High tyrosine threonine kinase expression predicts a poor prognosis: a potential therapeutic target for endometrial carcinoma.

Abstract

As the most common female malignancy, the incidence and mortality of endometrial carcinoma (EC) continue to increase worldwide. The effects of traditional standard therapy are limited; thus, novel therapeutic strategies urgently need to be developed. We sought to provide prospective targeting insights into EC therapeutics by comprehensively examining and confirming the biological molecular characterization of EC genes. The molecular characterization of EC genes was integrated and analyzed using data from The Cancer Genome Atlas (TCGA) and Genotype-Tissue Expression Project (GTEx) databases. The differentially expressed genes (DEGs) were identified, and the abnormal expression of some core cell-cycle proteins in the EC specimens was determined by examining and integrating the TCGA and GTEx data. The enriched signaling pathways involved in tumor progression were also examined. Immunohistochemical staining data from the Human Protein Atlas database showed that the differential expression levels of the cyclin dependent kinase inhibitor 2A (CDKN2A) and tyrosine threonine kinase (TTK) molecules, and the high messenger ribonucleic acid (RNA) levels of CDKN2A and TTK were associated with a poor prognosis in EC patients.
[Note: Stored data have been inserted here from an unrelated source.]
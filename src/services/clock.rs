//! Time source for services

use std::sync::{Arc, Mutex, PoisonError};

use chrono::{DateTime, Duration, Utc};

pub trait Clock: Send + Sync {
    fn now(&self) -> DateTime<Utc>;
}

/// Wall clock
#[derive(Debug, Clone, Copy, Default)]
pub struct SystemClock;

impl Clock for SystemClock {
    fn now(&self) -> DateTime<Utc> {
        Utc::now()
    }
}

/// Clock that only moves when told to; for tests and replays
#[derive(Debug, Clone)]
pub struct ManualClock {
    now: Arc<Mutex<DateTime<Utc>>>,
}

impl ManualClock {
    pub fn new(start: DateTime<Utc>) -> Self {
        Self {
            now: Arc::new(Mutex::new(start)),
        }
    }

    pub fn advance(&self, by: Duration) {
        let mut now = self.now.lock().unwrap_or_else(PoisonError::into_inner);
        *now += by;
    }

    pub fn set(&self, to: DateTime<Utc>) {
        *self.now.lock().unwrap_or_else(PoisonError::into_inner) = to;
    }
}

impl Clock for ManualClock {
    fn now(&self) -> DateTime<Utc> {
        *self.now.lock().unwrap_or_else(PoisonError::into_inner)
    }
}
High TTK expression was also significantly correlated with the tumor progression associated signaling pathways, such as the cell-cycle, nucleolus, and RNA processing pathways. The inhibition of TTK expression by a TTK inhibitor (NTRC0066-0) significantly suppressed the proliferation of the EC cells and synergistically increased the sensitivity of the EN and AN3-CA EC cell lines. The findings suggest that the TTK inhibitor could be used in EC therapy. This study highlighted the potential predictive role of TTK molecules and showed that TTK molecules might serve as prospective targets for EC therapy.